2 Big Reasons to Have a Lawyer Review Your Nursing Home or Assisted Living Agreement Before you Sign

Admitting a family member into a long term care facility (assisted living or nursing home) can be very emotional and stressful for a family. The admittance paperwork can often be many pages long and the pressure can be high to sign quickly to secure the family member a bed. Signing the paperwork to enter the agreement without having it reviewed by an elder law lawyer can spell trouble for the patients and their families. The following are the two big reasons to have an elder law lawyer review your nursing home or assisted living agreement before signing.

  1. Avoid being left holding the bag: It is common place for long term care facilities (assisted living and nursing homes) to place language in their agreements that make the family member helping to admit the patient into the facility financially responsible for the cost of care. If the patient fails to pay his bill, the facility can then sue the family member for any unpaid balance. An elder law lawyer can review the agreement and ensure that all the troubling language is removed from the agreement.

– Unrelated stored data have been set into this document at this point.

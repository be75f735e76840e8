//! Switch - a detected chip with its logical configuration

use crate::access::{RegisterAddress, RegisterIo};
use crate::chip::{probe, ChipFamily, ChipId, ChipIdentity};
use crate::error::{Error, Result};
use crate::family::{Family, SwitchFamily};
use crate::link::PortLink;

use super::state::{SwitchState, VlanPort};

/// Largest 802.1Q VLAN id
const VID_MAX: u16 = 0xfff;

/// A registered switch
///
/// Setters only change the logical configuration and validate their input
/// before touching it. Nothing reaches the hardware until
/// [`apply_config`](Self::apply_config) or
/// [`reset_switch`](Self::reset_switch).
///
/// Calls are not serialized beyond the per-access bus lock; share a
/// `Switch` between threads only behind a lock of your own.
pub struct Switch<A: RegisterIo> {
    io: A,
    family: Family,
    state: SwitchState,
}

impl<A: RegisterIo> Switch<A> {
    /// Detect the chip behind `io` and bring it to its baseline
    ///
    /// Fails with [`Error::UnknownChip`] when no variant matches and with
    /// [`Error::ResetFailed`] when forwarding cannot be enabled.
    pub fn register(mut io: A) -> Result<Self> {
        let identity = probe(&mut io)?;
        let family = Family::for_chip(identity.chip_id);

        family.reset(&mut io)?;
        log::debug!("{}: registered", identity.chip_id);

        Ok(Self {
            io,
            family,
            state: SwitchState::new(identity),
        })
    }

    /// Detected chip
    pub fn identity(&self) -> ChipIdentity {
        self.state.identity
    }

    /// Detected variant
    pub fn chip(&self) -> ChipId {
        self.state.identity.chip_id
    }

    /// Logical configuration
    pub fn state(&self) -> &SwitchState {
        &self.state
    }

    /// Whether 802.1Q VLAN mode is configured
    pub fn vlan_enabled(&self) -> bool {
        self.state.vlan_enabled
    }

    /// Configure 802.1Q VLAN mode
    pub fn set_vlan_enabled(&mut self, enable: bool) {
        self.state.vlan_enabled = enable;
    }

    /// VLAN id offset
    pub fn vlan_base(&self) -> u16 {
        self.state.vlan_base
    }

    /// Set the VLAN id offset, rounded down to a multiple of the table size
    pub fn set_vlan_base(&mut self, base: u16) -> Result<()> {
        let chip = self.chip();
        if chip.family() == ChipFamily::Gigabit && base != 0 {
            return Err(Error::Unsupported("VLAN base"));
        }
        if base > VID_MAX {
            return Err(Error::InvalidVlanId {
                vid: base,
                max: VID_MAX,
            });
        }
        self.state.vlan_base = base & !(chip.num_vlans() - 1);
        Ok(())
    }

    /// VLAN assigned to untagged ingress on `port`
    pub fn port_pvid(&self, port: u8) -> Result<u16> {
        self.check_port(port)?;
        Ok(self.state.ports[usize::from(port)].pvid)
    }

    /// Assign untagged ingress on `port` to `vid`
    pub fn set_port_pvid(&mut self, port: u8, vid: u16) -> Result<()> {
        self.check_port(port)?;
        let max = self.chip().max_vid();
        if vid > max {
            return Err(Error::InvalidVlanId { vid, max });
        }
        self.state.ports[usize::from(port)].pvid = vid;
        Ok(())
    }

    /// Members of VLAN table entry `index`
    ///
    /// An invalid entry has no members.
    pub fn vlan_ports(&self, index: u16) -> Result<Vec<VlanPort>> {
        self.check_vlan_index(index)?;

        let entry = &self.state.vlans[usize::from(index)];
        if !entry.valid {
            return Ok(Vec::new());
        }

        Ok((0u8..)
            .zip(&self.state.ports)
            .filter(|(port, _)| entry.members & (1u16 << port) != 0)
            .map(|(port, config)| VlanPort {
                port,
                tagged: config.egress_tagged,
            })
            .collect())
    }

    /// Replace the members of VLAN table entry `index`
    ///
    /// Untagged members also get `index` as their pvid; tagged members are
    /// switched to tagged egress. The whole list is validated first.
    pub fn set_vlan_ports(&mut self, index: u16, ports: &[VlanPort]) -> Result<()> {
        self.check_vlan_index(index)?;
        if index == 0 && self.chip().family() == ChipFamily::Gigabit {
            return Err(Error::ReservedVlan { index });
        }
        for p in ports {
            self.check_port(p.port)?;
        }

        let mut members = 0u16;
        for p in ports {
            members |= 1u16 << p.port;
            let config = &mut self.state.ports[usize::from(p.port)];
            if p.tagged {
                config.egress_tagged = true;
            } else {
                config.egress_tagged = false;
                config.pvid = index;
            }
        }

        let entry = &mut self.state.vlans[usize::from(index)];
        entry.members = members;
        entry.valid = members != 0;
        Ok(())
    }

    /// Reconcile the hardware with the logical configuration
    pub fn apply_config(&mut self) -> Result<()> {
        log::debug!(
            "{}: applying configuration (vlan {})",
            self.chip(),
            if self.state.vlan_enabled { "on" } else { "off" }
        );
        self.family.apply(&mut self.io, &self.state)
    }

    /// Return to the default configuration and push it to the hardware
    pub fn reset_switch(&mut self) -> Result<()> {
        self.state.clear();
        self.family.reset(&mut self.io)?;
        self.apply_config()
    }

    /// Link summary of `port`
    pub fn port_link(&mut self, port: u8) -> Result<PortLink> {
        self.family.port_link(&mut self.io, port)
    }

    /// Toggle managed mode without touching the VLAN controls
    pub fn set_managed(&mut self, enable: bool) -> Result<()> {
        self.family.set_managed(&mut self.io, enable, false)
    }

    /// Read any register
    pub fn read_register(&mut self, addr: RegisterAddress) -> Result<u64> {
        self.io.read(addr)
    }

    /// Write any register
    pub fn write_register(&mut self, addr: RegisterAddress, value: u64) -> Result<()> {
        self.io.write(addr, value)
    }

    /// Release the register interface
    pub fn into_inner(self) -> A {
        self.io
    }

    fn check_port(&self, port: u8) -> Result<()> {
        let ports = self.chip().num_ports();
        if port >= ports {
            return Err(Error::InvalidPort { port, ports });
        }
        Ok(())
    }

    fn check_vlan_index(&self, index: u16) -> Result<()> {
        let count = self.chip().num_vlans();
        if index >= count {
            return Err(Error::InvalidVlanIndex { index, count });
        }
        Ok(())
    }
}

  2. Avoid being left without adequate recourse: it is also common place for long term care facilities (assisted living and nursing homes) to put mandatory arbitration language in their agreements. If there is a dispute the facility, if for example the patient is injured while in the care of the facility, the patient could not sue in court, but instead could only enter arbitration. With arbitration, the usual rules of evidence that would be enforced in a court room are not enforced. Further, the arbitrator’s decision is often final whereas in a court room, a patient would have the right to appeal. Arbitrations are also confidential. Hence, a facility could engage in a pattern of bad conduct but due to the confidential nature of the arbitration claims, the public may never find out. Patient’s attorneys have also sited concerns that the arbitrators making the decisions often coming from backgrounds that are more sympathetic to the facilities than the patients. An elder law lawyer can review the agreement for arbitration clauses and can often assist with their removal.